The primary outcome of the study was change in physical function based on short physical performance battery score. Secondary outcomes included change in health-related quality of life, physical activity behavior, exercise behavior and hospitalization over 1 year.

Researchers observed no significant differences between the three groups in any of the secondary outcomes except for physical activity behavior where 35% of non-attenders and 60% of attenders were found to be exercising regularly at 1 year.

Man being assisted in lifting weights 
Patients with CKD who attended a 10-week exercise rehabilitation program were more likely to continue exercising at 1 year than those who did not attend the program.
Source: Adobe Stock

Further, although mean change in short physical performance battery score over 1 year was not significantly different between groups, researchers found that attenders with baselines scores less than 12 trended toward increased likelihood of improved score at 1 year (OR = 2.18; 95% CI, 0.95-5.02) and that participation in the program may be associated with a clinically meaningful change in short physical performance battery score compared with those who did not attend the program.
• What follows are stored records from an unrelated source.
//! Plot and axis strip painting

use super::surface::{Layer, Rect, Surface};
use super::FrameContext;
use crate::geometry::{GeometryRecord, HLine, Point, VLine};
use crate::hit_test::PrimitiveKind;
use crate::style::{Rgba, StyleResolver};

/// Tick densities, drawn when the zoom passes their threshold
#[derive(Debug, Clone, Copy, PartialEq)]
pub(crate) enum TickLevel {
    Full,
    Half,
    Quarter,
}

impl TickLevel {
    /// Seconds from 0 up to (excluding) `end` at this level
    pub(crate) fn seconds(self, end: f64) -> impl Iterator<Item = f64> {
        let (first, step) = match self {
            TickLevel::Full => (0.0, 1.0),
            TickLevel::Half => (0.5, 1.0),
            TickLevel::Quarter => (0.25, 0.5),
        };
        (0..)
            .map(move |i| first + i as f64 * step)
            .take_while(move |&s| s < end)
    }

    fn visible_at(self, scale: f32) -> bool {
        match self {
            TickLevel::Full => true,
            TickLevel::Half => scale > 1.0,
            TickLevel::Quarter => scale > 2.0,
        }
    }

    const ALL: [TickLevel; 3] = [TickLevel::Full, TickLevel::Half, TickLevel::Quarter];
}

// =============================================================================
// Plot layer
// =============================================================================

pub(crate) fn paint_plot<S: Surface + ?Sized>(ctx: &FrameContext<'_>, surface: &mut S) {
    let s = ctx.scale();
    surface.begin_layer(Layer::Plot, ctx.plot_rect(), ctx.plot_transform());

    // Visible region in plot space
    let visible = Rect::new(
        -ctx.view.camera.x / s,
        -ctx.view.camera.y / s,
        ctx.viewport.width / s,
        ctx.viewport.height / s,
    );
    surface.clear(visible, ctx.style.diagram.background);

    paint_grid(ctx, surface, visible);

    let resolver = StyleResolver::new(ctx.style, ctx.prepared, ctx.options);
    for record in ctx.geometry {
        paint_record(ctx, &resolver, record, surface);
    }
}

fn paint_grid<S: Surface + ?Sized>(ctx: &FrameContext<'_>, surface: &mut S, visible: Rect) {
    let s = ctx.scale();
    let end = ctx.prepared.dataset.metadata.timeframe_max();
    let colors = &ctx.style.diagram;

    for level in TickLevel::ALL {
        if !level.visible_at(s) {
            continue;
        }
        let color = match level {
            TickLevel::Full => colors.full_tick,
            TickLevel::Half => colors.half_tick,
            TickLevel::Quarter => colors.quarter_tick,
        };
        for seconds in level.seconds(end) {
            let y = ctx.transform.to_pixel(seconds) - ctx.view.scroll.y;
            if y < visible.y || y > visible.y + visible.height {
                continue;
            }
            surface.stroke_line(
                Point::new(visible.x, y),
                Point::new(visible.x + visible.width, y),
                1.0 / s,
                color,
            );
        }
    }
}

fn hline<S: Surface + ?Sized>(surface: &mut S, line: &HLine, width: f32, color: Rgba) {
    surface.stroke_line(
        Point::new(line.x_start, line.y),
        Point::new(line.x_end, line.y),
        width,
        color,
    );
}

fn vline<S: Surface + ?Sized>(surface: &mut S, line: &VLine, width: f32, color: Rgba) {
    surface.stroke_line(
        Point::new(line.x, line.y_start),
        Point::new(line.x, line.y_end),
        width,
        color,
    );
}

fn paint_record<S: Surface + ?Sized>(
    ctx: &FrameContext<'_>,
    resolver: &StyleResolver<'_>,
    record: &GeometryRecord,
    surface: &mut S,
) {
    let Some(driver) = ctx.prepared.dataset.drivers.get(record.driver_index) else {
        return;
    };
    let s = ctx.scale();
    let props = &ctx.style.props;
    let highlight = ctx
        .view
        .highlight
        .filter(|h| h.driver_id == record.driver_id);
    let selected = |kind: PrimitiveKind| highlight.map(|h| h.kind) == Some(kind);
    let thickness = |kind: PrimitiveKind, base: f32, select: f32| {
        if selected(kind) {
            select / s
        } else {
            base / s
        }
    };

    // Whiskers
    let whisker = resolver.whisker_color(driver);
    let w = &props.whiskers;
    vline(surface, &record.whisker_top_connector, w.thickness / s, whisker);
    hline(surface, &record.whisker_top, thickness(PrimitiveKind::WhiskerTop, w.thickness, w.select), whisker);
    vline(surface, &record.whisker_bottom_connector, w.thickness / s, whisker);
    hline(
        surface,
        &record.whisker_bottom,
        thickness(PrimitiveKind::WhiskerBottom, w.thickness, w.select),
        whisker,
    );

    // Box
    let box_colors = resolver.box_colors(driver);
    let q = &props.quartiles;
    surface.fill_rect(
        Rect::from_corners(
            Point::new(record.q3.x_start, record.q3.y),
            Point::new(record.q1.x_end, record.q1.y),
        ),
        box_colors.fill,
    );
    hline(surface, &record.q3, thickness(PrimitiveKind::Q3, q.thickness, q.select), box_colors.line);
    vline(surface, &record.left_side, props.box_side_thickness / s, box_colors.line);
    vline(surface, &record.right_side, props.box_side_thickness / s, box_colors.line);
    hline(surface, &record.q1, thickness(PrimitiveKind::Q1, q.thickness, q.select), box_colors.line);

    // Median
    let m = &props.median;
    hline(
        surface,
        &record.median,
        thickness(PrimitiveKind::Median, m.thickness, m.select),
        resolver.median_color(driver),
    );

    // Fliers
    let flier = resolver.flier_color();
    for &p in record.fliers_top.iter().chain(record.fliers_bottom.iter()) {
        surface.stroke_circle(p, props.flier_radius, props.flier_thickness, flier);
    }

    // Mean
    if let Some(mean) = record.mean {
        let radius = if selected(PrimitiveKind::Mean) {
            props.mean.select
        } else {
            props.mean.radius
        };
        surface.fill_circle(mean, radius, resolver.mean_color());
    }

    // Laps
    if let Some(laps) = &record.laps {
        let highlighted_lap = highlight.and_then(|h| h.lap).map(|l| l.index);
        for (i, lap) in laps.iter().enumerate() {
            let radius = if highlighted_lap == Some(i) {
                props.laps.select
            } else {
                props.laps.radius
            };
            surface.fill_circle(lap.position, radius, resolver.lap_color(lap.flags));
        }
    }
}

// =============================================================================
// Axis strip
// =============================================================================

pub(crate) fn paint_axis_strip<S: Surface + ?Sized>(ctx: &FrameContext<'_>, surface: &mut S) {
    let s = ctx.scale();
    let layout = &ctx.style.layout;
    let colors = &ctx.style.diagram;
    let scroll_y = ctx.view.scroll.y;
    surface.begin_layer(Layer::AxisStrip, ctx.axis_strip_rect(), ctx.axis_transform());

    surface.clear(
        Rect::new(
            0.0,
            -ctx.view.camera.y / s,
            layout.axis_strip_width / s,
            ctx.viewport.height / s,
        ),
        colors.background,
    );

    let metadata = &ctx.prepared.dataset.metadata;
    let axis_x = layout.y_axis_pos / s;
    surface.stroke_line(
        Point::new(axis_x, ctx.transform.to_pixel(metadata.timeframe_max()) - scroll_y),
        Point::new(axis_x, ctx.transform.to_pixel(metadata.timeframe_min()) - scroll_y),
        1.0 / s,
        colors.y_axis,
    );

    for level in TickLevel::ALL {
        if !level.visible_at(s) {
            continue;
        }
        let (tick_width, color) = match level {
            TickLevel::Full => (layout.full_tick_width, colors.full_tick),
            TickLevel::Half => (layout.half_tick_width, colors.half_tick),
            TickLevel::Quarter => (layout.quarter_tick_width, colors.quarter_tick),
        };
        for seconds in level.seconds(metadata.timeframe_max()) {
            let y = ctx.transform.to_pixel(seconds) - scroll_y;
            let tick_end = (layout.y_axis_pos + tick_width / 2.0) / s;
            surface.stroke_line(
                Point::new((layout.y_axis_pos - tick_width / 2.0) / s, y),
                Point::new(tick_end, y),
                1.0 / s,
                colors.y_axis,
            );
            surface.stroke_line(
                Point::new(tick_end, y),
                Point::new(layout.axis_strip_width / s, y),
                1.0 / s,
                color,
            );
        }
    }
}

#[cfg(test)]
mod tests {
    use super::*;

    #[test]
    fn test_tick_seconds() {
        let full: Vec<f64> = TickLevel::Full.seconds(3.0).collect();
        assert_eq!(full, vec![0.0, 1.0, 2.0]);
        let half: Vec<f64> = TickLevel::Half.seconds(3.0).collect();
        assert_eq!(half, vec![0.5, 1.5, 2.5]);
        let quarter: Vec<f64> = TickLevel::Quarter.seconds(1.5).collect();
        assert_eq!(quarter, vec![0.25, 0.75, 1.25]);
    }

    #[test]
    fn test_tick_thresholds() {
        assert!(TickLevel::Full.visible_at(0.5));
        assert!(!TickLevel::Half.visible_at(1.0));
        assert!(TickLevel::Half.visible_at(1.1));
        assert!(!TickLevel::Quarter.visible_at(2.0));
        assert!(TickLevel::Quarter.visible_at(2.1));
    }
}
"In 'real-world' conditions, attendance at a single 10 week session of exercise rehabilitation appears to be associated with sustained exercise participation and improved physical function over time," Clara Bohm, MD, MPH, assistant professor at the University of Manitoba and nephrologist at the Manitoba Renal Program, told Healio/Nephrology. "Future studies with larger sample sizes are needed to confirm the above observations and determine if the effects of exercise rehabilitation persist for longer than 1 year and if benefits to physical function translate to a decrease in hospitalization and mortality over the long term. In addition, studies that investigate how barriers to attending exercise programs can be overcome for individuals with CKD are needed. Finally, research that examines the effect of exercise rehabilitation on patient-important outcomes is needed." – by Melissa J. Webb

Disclosures: The authors report no relevant financial disclosures.